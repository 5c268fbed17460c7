use std::net::Ipv4Addr;
use std::ops::RangeInclusive;

use crate::error::{InvalidAddress, ScanError};

/// Parse a dotted-quad IPv4 string into its numeric form.
///
/// Surrounding whitespace is ignored; anything else that is not a plain
/// IPv4 literal is rejected.
pub fn encode(addr: &str) -> Result<u32, InvalidAddress> {
    addr.trim()
        .parse::<Ipv4Addr>()
        .map(u32::from)
        .map_err(|_| InvalidAddress(addr.to_string()))
}

/// Render a numeric IPv4 address as a dotted quad.
pub fn decode(n: u32) -> String {
    Ipv4Addr::from(n).to_string()
}

/// A validated, inclusive IPv4 range.
#[derive(Debug, Clone, Copy, PartialEq, Eq)]
pub struct AddressRange {
    start: u32,
    end: u32,
}

impl AddressRange {
    /// Validate a start/end pair the way a scan request is validated:
    /// both present, both parseable, start not after end.
    pub fn parse(start: &str, end: &str) -> Result<Self, ScanError> {
        if start.trim().is_empty() || end.trim().is_empty() {
            return Err(ScanError::MissingAddress);
        }
        let start = encode(start)?;
        let end = encode(end)?;
        Self::new(start, end)
    }

    pub fn new(start: u32, end: u32) -> Result<Self, ScanError> {
        if start > end {
            return Err(ScanError::InvalidRange);
        }
        Ok(Self { start, end })
    }

    pub fn start(&self) -> Ipv4Addr {
        Ipv4Addr::from(self.start)
    }

    pub fn end(&self) -> Ipv4Addr {
        Ipv4Addr::from(self.end)
    }

    /// Number of addresses in the range. A full /0 does not fit in `u32`.
    #[allow(clippy::len_without_is_empty)]
    pub fn len(&self) -> u64 {
        u64::from(self.end - self.start) + 1
    }

    pub fn contains(&self, ip: Ipv4Addr) -> bool {
        self.numeric().contains(&u32::from(ip))
    }

    fn numeric(&self) -> RangeInclusive<u32> {
        self.start..=self.end
    }

    /// Every address in the range, in ascending order, exactly once.
    pub fn iter(&self) -> impl Iterator<Item = Ipv4Addr> {
        self.numeric().map(Ipv4Addr::from)
    }
}

#[cfg(test)]
mod tests {
    use super::*;

    #[test]
    fn encode_decode_round_trip_normalizes() {
        for s in ["0.0.0.0", "10.0.0.5", "192.168.1.254", "255.255.255.255"] {
            assert_eq!(decode(encode(s).unwrap()), s);
        }
        assert_eq!(decode(encode(" 172.16.0.1 ").unwrap()), "172.16.0.1");
    }

    #[test]
    fn encode_is_big_endian_numeric() {
        assert_eq!(encode("0.0.1.0").unwrap(), 256);
        assert_eq!(encode("192.168.1.1").unwrap(), 0xC0A8_0101);
    }

    #[test]
    fn encode_rejects_non_ipv4() {
        for s in ["", "10.0.0", "10.0.0.256", "::1", "host.local", "1.2.3.4.5"] {
            assert!(encode(s).is_err(), "{s} should be rejected");
        }
    }

    #[test]
    fn range_rejects_reversed_bounds() {
        let err = AddressRange::parse("10.0.0.5", "10.0.0.2").unwrap_err();
        assert_eq!(err, ScanError::InvalidRange);
        assert_eq!(err.to_string(), "Start IP cannot be greater than End IP");
    }

    #[test]
    fn range_rejects_missing_and_garbage() {
        assert_eq!(
            AddressRange::parse("", "10.0.0.1").unwrap_err(),
            ScanError::MissingAddress
        );
        assert!(matches!(
            AddressRange::parse("10.0.0.1", "nope").unwrap_err(),
            ScanError::InvalidAddress(_)
        ));
    }

    #[test]
    fn range_iterates_inclusive_across_octet_boundary() {
        let r = AddressRange::parse("10.0.0.254", "10.0.1.1").unwrap();
        let ips: Vec<String> = r.iter().map(|ip| ip.to_string()).collect();
        assert_eq!(ips, vec!["10.0.0.254", "10.0.0.255", "10.0.1.0", "10.0.1.1"]);
        assert_eq!(r.len(), 4);
        assert!(r.contains(Ipv4Addr::new(10, 0, 0, 255)));
        assert!(!r.contains(Ipv4Addr::new(10, 0, 1, 2)));
    }

    #[test]
    fn range_at_top_of_address_space_terminates() {
        let r = AddressRange::parse("255.255.255.254", "255.255.255.255").unwrap();
        assert_eq!(r.iter().count(), 2);
    }
}
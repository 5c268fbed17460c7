//! Process-wide state: one scanner, one monitor, the scan history and the
//! hosts found by the latest scan.
//!
//! Lifecycle: [`App::new`] builds everything, [`App::startup`] attaches the
//! monitor to the event sink (the monitor refuses to start before that),
//! [`App::shutdown`] cancels any scan and stops monitoring.

use std::collections::BTreeMap;
use std::net::Ipv4Addr;
use std::sync::{Arc, Mutex, PoisonError};

use tokio::sync::Mutex as AsyncMutex;
use tracing::info;

use crate::arp::{self, ArpResolver};
use crate::config::Config;
use crate::error::{MonitorError, ScanError};
use crate::events::{EventSink, NetEvent};
use crate::history::{HistoryStore, MemoryHistory};
use crate::hostname::{HostnameResolver, ReverseDns};
use crate::monitor::Monitor;
use crate::probe::{EchoProbe, Probe};
use crate::scanner::{RangeScanner, ScanState, ScanSummary};
use crate::task::TaskHandle;
use crate::types::{Host, HistoryEntry, ScanRequest, StatusChange};
use crate::vendor::{OuiVendors, VendorLookup};

/// The network-facing collaborators, chosen once at composition time.
#[derive(Clone)]
pub struct Probes {
    pub echo: Arc<dyn Probe>,
    pub hostnames: Arc<dyn HostnameResolver>,
    pub arp: Arc<dyn ArpResolver>,
    pub vendors: Arc<dyn VendorLookup>,
}

impl Probes {
    /// Real ICMP, reverse DNS, the platform's ARP cache and the OUI registry.
    pub fn system(config: &Config) -> Self {
        Self {
            echo: Arc::new(EchoProbe::new(config.echo_timeout())),
            hostnames: Arc::new(ReverseDns::new(config.dns_timeout())),
            arp: arp::system_resolver(config.arp_timeout()),
            vendors: Arc::new(OuiVendors),
        }
    }
}

/// Keeps the latest scan's hosts and state in step with the events the
/// scanner publishes, then forwards every event.
struct Recorder {
    hosts: Mutex<BTreeMap<Ipv4Addr, Host>>,
    state: Mutex<ScanState>,
    outer: Arc<dyn EventSink>,
}

impl Recorder {
    fn set_state(&self, state: ScanState) {
        *self.state.lock().unwrap_or_else(PoisonError::into_inner) = state;
    }
}

impl EventSink for Recorder {
    fn publish(&self, event: NetEvent) {
        if let NetEvent::HostFound(host) = &event {
            self.hosts
                .lock()
                .unwrap_or_else(PoisonError::into_inner)
                .insert(host.ip_address, host.clone());
        }
        self.outer.publish(event);
    }
}

pub struct App {
    recorder: Arc<Recorder>,
    scanner: Arc<RangeScanner>,
    monitor: Monitor,
    history: Arc<dyn HistoryStore>,
    scan: AsyncMutex<Option<TaskHandle<ScanSummary>>>,
}

impl App {
    pub fn new(config: &Config, sink: Arc<dyn EventSink>) -> Self {
        Self::with_probes(config, sink, Probes::system(config))
    }

    pub fn with_probes(config: &Config, sink: Arc<dyn EventSink>, probes: Probes) -> Self {
        let recorder = Arc::new(Recorder {
            hosts: Mutex::new(BTreeMap::new()),
            state: Mutex::new(ScanState::Idle),
            outer: sink,
        });
        let history: Arc<dyn HistoryStore> = Arc::new(MemoryHistory::new(config.history_capacity));
        let scanner = RangeScanner::new(config, recorder.clone())
            .with_echo_probe(probes.echo.clone())
            .with_hostname_resolver(probes.hostnames)
            .with_arp_resolver(probes.arp)
            .with_vendor_lookup(probes.vendors)
            .with_history(history.clone());
        let monitor = Monitor::new(config).with_echo_probe(probes.echo);
        Self {
            recorder,
            scanner: Arc::new(scanner),
            monitor,
            history,
            scan: AsyncMutex::new(None),
        }
    }

    pub fn startup(&self) {
        if self.monitor.initialize(self.recorder.clone()) {
            info!("application started");
        }
    }

    /// Start a scan, cancelling (and waiting out) any scan still running.
    ///
    /// Returns once the request is validated; the sweep continues in the
    /// background. A rejected request has already produced its `scanError`
    /// and `scanComplete(false)` events.
    pub async fn scan(&self, request: ScanRequest) -> Result<(), ScanError> {
        let mut running = self.scan.lock().await;
        if let Some(previous) = running.take() {
            info!("cancelling previous scan");
            previous.shutdown().await;
        }

        self.recorder.set_state(ScanState::Validating);
        let accepted = match self.scanner.accept(request) {
            Ok(accepted) => accepted,
            Err(e) => {
                self.recorder.set_state(ScanState::Failed);
                return Err(e);
            }
        };
        self.recorder
            .hosts
            .lock()
            .unwrap_or_else(PoisonError::into_inner)
            .clear();
        self.recorder.set_state(ScanState::Running);

        let scanner = self.scanner.clone();
        let recorder = self.recorder.clone();
        *running = Some(TaskHandle::spawn(move |cancel| async move {
            let summary = scanner.sweep(accepted, cancel).await;
            recorder.set_state(summary.state);
            summary
        }));
        Ok(())
    }

    /// Wait for the current scan to finish on its own. Dropping the future
    /// early leaves the scan running and cancellable.
    pub async fn wait_for_scan(&self) -> Option<ScanSummary> {
        let mut running = self.scan.lock().await;
        let summary = running.as_mut()?.wait().await;
        running.take();
        summary
    }

    /// Ask the current scan to stop and wait until its workers are done.
    pub async fn cancel_scan(&self) -> Option<ScanSummary> {
        let running = self.scan.lock().await.take()?;
        running.shutdown().await
    }

    pub fn scan_state(&self) -> ScanState {
        *self
            .recorder
            .state
            .lock()
            .unwrap_or_else(PoisonError::into_inner)
    }

    /// Hosts found by the latest scan, by address.
    pub fn hosts(&self) -> Vec<Host> {
        self.recorder
            .hosts
            .lock()
            .unwrap_or_else(PoisonError::into_inner)
            .values()
            .cloned()
            .collect()
    }

    pub fn history(&self) -> Vec<HistoryEntry> {
        self.history.entries()
    }

    /// Monitor the given addresses, or every host of the latest scan when
    /// `addresses` is `None`. Addresses the scan did not find are monitored
    /// with no known open ports.
    pub async fn start_monitoring(
        &self,
        addresses: Option<Vec<Ipv4Addr>>,
        search_hidden_hosts: bool,
        hidden_host_ports: Vec<u16>,
    ) -> Result<(), MonitorError> {
        let known: BTreeMap<Ipv4Addr, Host> = self
            .hosts()
            .into_iter()
            .map(|h| (h.ip_address, h))
            .collect();
        let hosts = match addresses {
            None => known.into_values().collect(),
            Some(addrs) => addrs
                .into_iter()
                .map(|ip| known.get(&ip).cloned().unwrap_or_else(|| Host::new(ip)))
                .collect(),
        };
        self.monitor
            .start(hosts, search_hidden_hosts, hidden_host_ports)
            .await
    }

    pub async fn stop_monitoring(&self) {
        self.monitor.stop().await;
    }

    pub fn is_monitoring(&self) -> bool {
        self.monitor.is_active()
    }

    pub fn monitor_statuses(&self) -> Vec<StatusChange> {
        self.monitor.statuses()
    }

    pub async fn shutdown(&self) {
        self.cancel_scan().await;
        self.monitor.stop().await;
        info!("application stopped");
    }
}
* * * * * * * * *
### INSTRUCTIONS FOR THE TASK
Copy the lines of the entries above that mention "accepted".

### OUTPUT BELOW
        let accepted = match self.scanner.accept(request) {
            Ok(accepted) => accepted,
            let summary = scanner.sweep(accepted, cancel).await;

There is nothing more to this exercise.